Data for analysis Start Marker

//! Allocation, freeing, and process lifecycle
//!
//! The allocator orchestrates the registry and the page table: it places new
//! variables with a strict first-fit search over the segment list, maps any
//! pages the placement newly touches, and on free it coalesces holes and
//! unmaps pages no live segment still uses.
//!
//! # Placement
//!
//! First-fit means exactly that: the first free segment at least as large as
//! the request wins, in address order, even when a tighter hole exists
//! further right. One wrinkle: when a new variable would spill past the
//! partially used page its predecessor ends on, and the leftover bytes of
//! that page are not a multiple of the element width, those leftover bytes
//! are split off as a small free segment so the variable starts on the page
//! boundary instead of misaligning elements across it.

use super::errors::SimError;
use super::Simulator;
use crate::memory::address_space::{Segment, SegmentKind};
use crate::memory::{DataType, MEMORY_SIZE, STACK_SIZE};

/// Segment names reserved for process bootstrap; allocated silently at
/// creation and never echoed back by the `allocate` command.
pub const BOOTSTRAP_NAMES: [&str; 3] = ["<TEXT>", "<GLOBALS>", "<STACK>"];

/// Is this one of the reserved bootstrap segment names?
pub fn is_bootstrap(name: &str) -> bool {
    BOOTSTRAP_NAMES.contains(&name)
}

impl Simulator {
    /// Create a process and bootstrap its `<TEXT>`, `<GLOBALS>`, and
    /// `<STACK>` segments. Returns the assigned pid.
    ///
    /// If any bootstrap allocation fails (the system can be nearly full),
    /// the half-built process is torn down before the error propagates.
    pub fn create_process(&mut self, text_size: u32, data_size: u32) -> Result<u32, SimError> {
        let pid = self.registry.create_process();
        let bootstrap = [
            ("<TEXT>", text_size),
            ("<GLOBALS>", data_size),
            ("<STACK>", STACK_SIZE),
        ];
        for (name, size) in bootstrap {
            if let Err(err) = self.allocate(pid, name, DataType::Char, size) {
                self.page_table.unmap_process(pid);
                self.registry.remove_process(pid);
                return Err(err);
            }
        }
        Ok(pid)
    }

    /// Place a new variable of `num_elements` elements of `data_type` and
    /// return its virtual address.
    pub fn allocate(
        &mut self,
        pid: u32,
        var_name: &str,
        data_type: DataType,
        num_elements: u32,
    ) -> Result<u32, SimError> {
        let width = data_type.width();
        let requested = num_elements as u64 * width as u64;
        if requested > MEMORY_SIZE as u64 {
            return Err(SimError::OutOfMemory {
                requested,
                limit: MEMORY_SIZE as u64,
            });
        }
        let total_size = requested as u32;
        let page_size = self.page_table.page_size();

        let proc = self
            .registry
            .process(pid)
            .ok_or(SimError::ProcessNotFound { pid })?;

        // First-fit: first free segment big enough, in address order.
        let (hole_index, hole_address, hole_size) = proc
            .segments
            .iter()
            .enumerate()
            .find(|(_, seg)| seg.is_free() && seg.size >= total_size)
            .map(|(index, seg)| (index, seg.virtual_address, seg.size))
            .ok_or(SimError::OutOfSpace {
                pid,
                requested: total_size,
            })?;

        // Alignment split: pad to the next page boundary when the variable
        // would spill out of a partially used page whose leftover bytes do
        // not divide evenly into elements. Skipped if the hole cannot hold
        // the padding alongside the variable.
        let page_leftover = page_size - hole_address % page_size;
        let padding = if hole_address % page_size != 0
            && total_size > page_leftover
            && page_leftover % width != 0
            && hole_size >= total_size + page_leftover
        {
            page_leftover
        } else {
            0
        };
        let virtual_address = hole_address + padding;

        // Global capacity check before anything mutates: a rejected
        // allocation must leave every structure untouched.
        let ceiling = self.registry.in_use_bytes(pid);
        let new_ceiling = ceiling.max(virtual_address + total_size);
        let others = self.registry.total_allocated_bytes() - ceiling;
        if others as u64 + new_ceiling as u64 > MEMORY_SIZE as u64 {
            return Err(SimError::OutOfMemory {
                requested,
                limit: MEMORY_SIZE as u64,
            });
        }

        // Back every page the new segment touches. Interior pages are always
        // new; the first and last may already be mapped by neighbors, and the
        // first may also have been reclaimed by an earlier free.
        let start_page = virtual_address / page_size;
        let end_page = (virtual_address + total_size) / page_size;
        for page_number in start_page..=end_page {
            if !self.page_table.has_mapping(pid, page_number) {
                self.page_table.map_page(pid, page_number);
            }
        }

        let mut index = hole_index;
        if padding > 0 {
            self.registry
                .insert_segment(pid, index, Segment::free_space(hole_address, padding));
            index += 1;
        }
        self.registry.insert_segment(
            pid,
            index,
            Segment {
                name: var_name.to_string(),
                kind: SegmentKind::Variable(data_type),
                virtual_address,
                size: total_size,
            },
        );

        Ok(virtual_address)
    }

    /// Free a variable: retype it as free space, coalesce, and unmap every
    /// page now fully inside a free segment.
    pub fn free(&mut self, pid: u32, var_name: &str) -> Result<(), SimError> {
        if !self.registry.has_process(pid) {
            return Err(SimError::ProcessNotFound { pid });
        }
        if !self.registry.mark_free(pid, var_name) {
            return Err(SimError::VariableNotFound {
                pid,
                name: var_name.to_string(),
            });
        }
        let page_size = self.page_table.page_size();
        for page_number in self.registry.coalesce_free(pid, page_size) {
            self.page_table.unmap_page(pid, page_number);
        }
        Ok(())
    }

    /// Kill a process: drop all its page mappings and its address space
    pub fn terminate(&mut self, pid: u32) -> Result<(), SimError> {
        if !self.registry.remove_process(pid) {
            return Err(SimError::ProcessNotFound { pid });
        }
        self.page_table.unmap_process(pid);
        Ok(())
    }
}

Data for analysis End Marker

> **Required work**:
Print only these lines, exactly: the one containing "self.page_table.unmap_page(pid, page_number);" and all after it to the end of the entries.

> **Exercise answer**:
            self.page_table.unmap_page(pid, page_number);
        }
        Ok(())
    }

    /// Kill a process: drop all its page mappings and its address space
    pub fn terminate(&mut self, pid: u32) -> Result<(), SimError> {
        if !self.registry.remove_process(pid) {
            return Err(SimError::ProcessNotFound { pid });
        }
        self.page_table.unmap_process(pid);
        Ok(())
    }
}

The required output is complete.